→ WORK ORDER
Report each line from the data below that holds the word "keys".

-*-*-

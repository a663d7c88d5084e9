//! Request rewrite pipeline
//!
//! ```text
//! BEGIN -> rewrite(filter 1) -> ... -> rewrite(filter n) -> END
//!            \______________________________________/
//!                         error or panic -> FAILED
//! ```
//!
//! Every filter receives the same pristine [`InboundRequest`] and the one
//! cumulative [`OutboundDraft`]. The inbound snapshot is only ever lent out
//! immutably, so one filter's edits can never leak into another filter's view
//! of the client request.

use crate::proxy::audit::{keys, AuditSink};
use crate::proxy::capture::truncate;
use crate::proxy::context::RequestContext;
use crate::proxy::dump::{Dump, DumpLogger};
use crate::proxy::error_boundary::{PipelineError, Stage};
use crate::proxy::filter::{guarded, NamedRewriter};
use crate::proxy::headers::{
    content_types, media_type, strip_hop_by_hop, CONTENT_LENGTH, HOST, X_SESSION_ID,
};
use crate::proxy::types::{CaptureConfig, ProxyError, ProxyResult, RequestSizeLimit};
use axum::body::Body;
use bytes::Bytes;
use http::{HeaderMap, Method, Request, Uri};
use http_body_util::BodyExt;
use serde_json::Value;
use std::sync::Arc;
use tracing::{debug, warn};

/// Immutable snapshot of the client request, body captured once
#[derive(Debug, Clone)]
pub struct InboundRequest {
    method: Method,
    uri: Uri,
    headers: HeaderMap,
    body: Bytes,
}

impl InboundRequest {
    /// Read the whole request body, bounded by `limit`
    pub async fn capture(request: Request<Body>, limit: RequestSizeLimit) -> ProxyResult<Self> {
        let (parts, body) = request.into_parts();
        let body = http_body_util::Limited::new(body, *limit.as_ref())
            .collect()
            .await
            .map_err(|e| {
                if e.is::<http_body_util::LengthLimitError>() {
                    ProxyError::RequestTooLarge { max_size: limit }
                } else {
                    ProxyError::Internal(format!("Body collection error: {e}"))
                }
            })?
            .to_bytes();

        Ok(Self::from_parts(parts.method, parts.uri, parts.headers, body))
    }

    pub fn from_parts(method: Method, uri: Uri, headers: HeaderMap, body: Bytes) -> Self {
        Self {
            method,
            uri,
            headers,
            body,
        }
    }

    pub fn method(&self) -> &Method {
        &self.method
    }

    pub fn uri(&self) -> &Uri {
        &self.uri
    }

    pub fn headers(&self) -> &HeaderMap {
        &self.headers
    }

    pub fn body(&self) -> &Bytes {
        &self.body
    }

    /// The body as JSON, when declared and well-formed
    pub fn json(&self) -> Option<Value> {
        if !media_type(&self.headers).ends_with("json") {
            return None;
        }
        serde_json::from_slice(&self.body).ok()
    }

    /// Whether the client asked for a streamed completion (`"stream": true`)
    pub fn wants_stream(&self) -> bool {
        self.json()
            .and_then(|v| v.get("stream").and_then(Value::as_bool))
            .unwrap_or(false)
    }
}

/// The request that will actually be sent upstream
#[derive(Debug, Clone)]
pub struct OutboundDraft {
    pub method: Method,
    pub uri: Uri,
    pub headers: HeaderMap,
    pub body: Bytes,
}

impl OutboundDraft {
    /// Start from a copy of the inbound request aimed at `target`
    pub fn new(inbound: &InboundRequest, target: Uri) -> Self {
        let mut headers = inbound.headers.clone();
        strip_hop_by_hop(&mut headers);
        headers.remove(HOST);
        headers.remove(CONTENT_LENGTH);

        Self {
            method: inbound.method.clone(),
            uri: target,
            headers,
            body: inbound.body.clone(),
        }
    }

    /// Replace the body with a JSON document
    pub fn set_json_body(&mut self, value: &Value) -> Result<(), serde_json::Error> {
        self.body = Bytes::from(serde_json::to_vec(value)?);
        Ok(())
    }

    pub fn into_request(self) -> ProxyResult<Request<Body>> {
        let mut request = Request::builder()
            .method(self.method)
            .uri(self.uri)
            .body(Body::from(self.body))
            .map_err(|e| ProxyError::Internal(format!("failed to build upstream request: {e}")))?;
        *request.headers_mut() = self.headers;
        Ok(request)
    }
}

/// Ordered request rewriters for one route
pub struct RequestRewritePipeline {
    filters: Vec<NamedRewriter>,
    dump: Arc<dyn DumpLogger>,
    capture: CaptureConfig,
}

impl RequestRewritePipeline {
    pub fn new(filters: Vec<NamedRewriter>, dump: Arc<dyn DumpLogger>, capture: CaptureConfig) -> Self {
        Self {
            filters,
            dump,
            capture,
        }
    }

    pub fn len(&self) -> usize {
        self.filters.len()
    }

    pub fn is_empty(&self) -> bool {
        self.filters.is_empty()
    }

    /// Run every rewriter in order and return the draft to send
    ///
    /// On failure the error is also stored on the context and no draft is
    /// returned, so nothing can be sent upstream.
    pub async fn run(
        &self,
        ctx: &RequestContext,
        inbound: &InboundRequest,
        target: Uri,
    ) -> Result<OutboundDraft, Arc<PipelineError>> {
        self.note_skeleton(ctx, inbound, &target);
        self.dump.dump(
            ctx,
            Dump {
                label: "inbound",
                start_line: format!("{} {}", inbound.method, inbound.uri),
                headers: &inbound.headers,
                body: &inbound.body,
            },
        );

        let mut outbound = OutboundDraft::new(inbound, target);

        for (index, named) in self.filters.iter().enumerate() {
            let span = named.tag.span(Stage::Request, ctx);
            let applied = guarded(span, named.filter.rewrite(ctx, inbound, &mut outbound)).await;

            if let Err(cause) = applied {
                let err = Arc::new(PipelineError::new(
                    Stage::Request,
                    Some(named.tag.name().to_string()),
                    cause,
                ));
                ctx.record_error(Arc::clone(&err));
                warn!(
                    request_id = %ctx.request_id(),
                    filter = %named.tag,
                    error = %err,
                    "request filter failed"
                );
                return Err(err);
            }

            let separator = if index == 0 { "" } else { "," };
            ctx.audit()
                .note_append(keys::FILTERS_APPLIED, &format!("{separator}{}", named.tag.name()));
        }

        debug!(request_id = %ctx.request_id(), uri = %outbound.uri, "request rewritten");
        self.dump.dump(
            ctx,
            Dump {
                label: "outbound",
                start_line: format!("{} {}", outbound.method, outbound.uri),
                headers: &outbound.headers,
                body: &outbound.body,
            },
        );
        Ok(outbound)
    }

    fn note_skeleton(&self, ctx: &RequestContext, inbound: &InboundRequest, target: &Uri) {
        let audit = ctx.audit();
        audit.note(keys::REQUEST_METHOD, Value::from(inbound.method.as_str()));
        audit.note(keys::REQUEST_PATH, Value::from(inbound.uri.path()));
        audit.note(keys::REQUEST_UPSTREAM, Value::from(target.to_string()));
        audit.note(keys::REQUEST_BODY_BYTES, Value::from(inbound.body.len()));

        let media_type = media_type(&inbound.headers);
        let body = if media_type.starts_with(content_types::MULTIPART_FORM_DATA)
            || media_type == content_types::APPLICATION_OCTET_STREAM
        {
            format!("(binary body, {} bytes)", inbound.body.len())
        } else {
            truncate(&inbound.body, *self.capture.head.as_ref(), *self.capture.tail.as_ref())
        };
        audit.note(keys::REQUEST_BODY, Value::from(body));

        if ctx.model().is_none() {
            if let Some(model) = inbound
                .json()
                .and_then(|v| v.get("model").and_then(Value::as_str).map(str::to_string))
            {
                ctx.set_model(model);
            }
        }
        if let Some(session) = inbound
            .headers
            .get(X_SESSION_ID)
            .and_then(|v| v.to_str().ok())
        {
            ctx.set_session(session.to_string());
        }
    }
}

-*-*-

→ RESPONSE FOR THIS EXERCISE
use crate::proxy::audit::{keys, AuditSink};
                .note_append(keys::FILTERS_APPLIED, &format!("{separator}{}", named.tag.name()));
        audit.note(keys::REQUEST_METHOD, Value::from(inbound.method.as_str()));
        audit.note(keys::REQUEST_PATH, Value::from(inbound.uri.path()));
        audit.note(keys::REQUEST_UPSTREAM, Value::from(target.to_string()));
        audit.note(keys::REQUEST_BODY_BYTES, Value::from(inbound.body.len()));
        audit.note(keys::REQUEST_BODY, Value::from(body));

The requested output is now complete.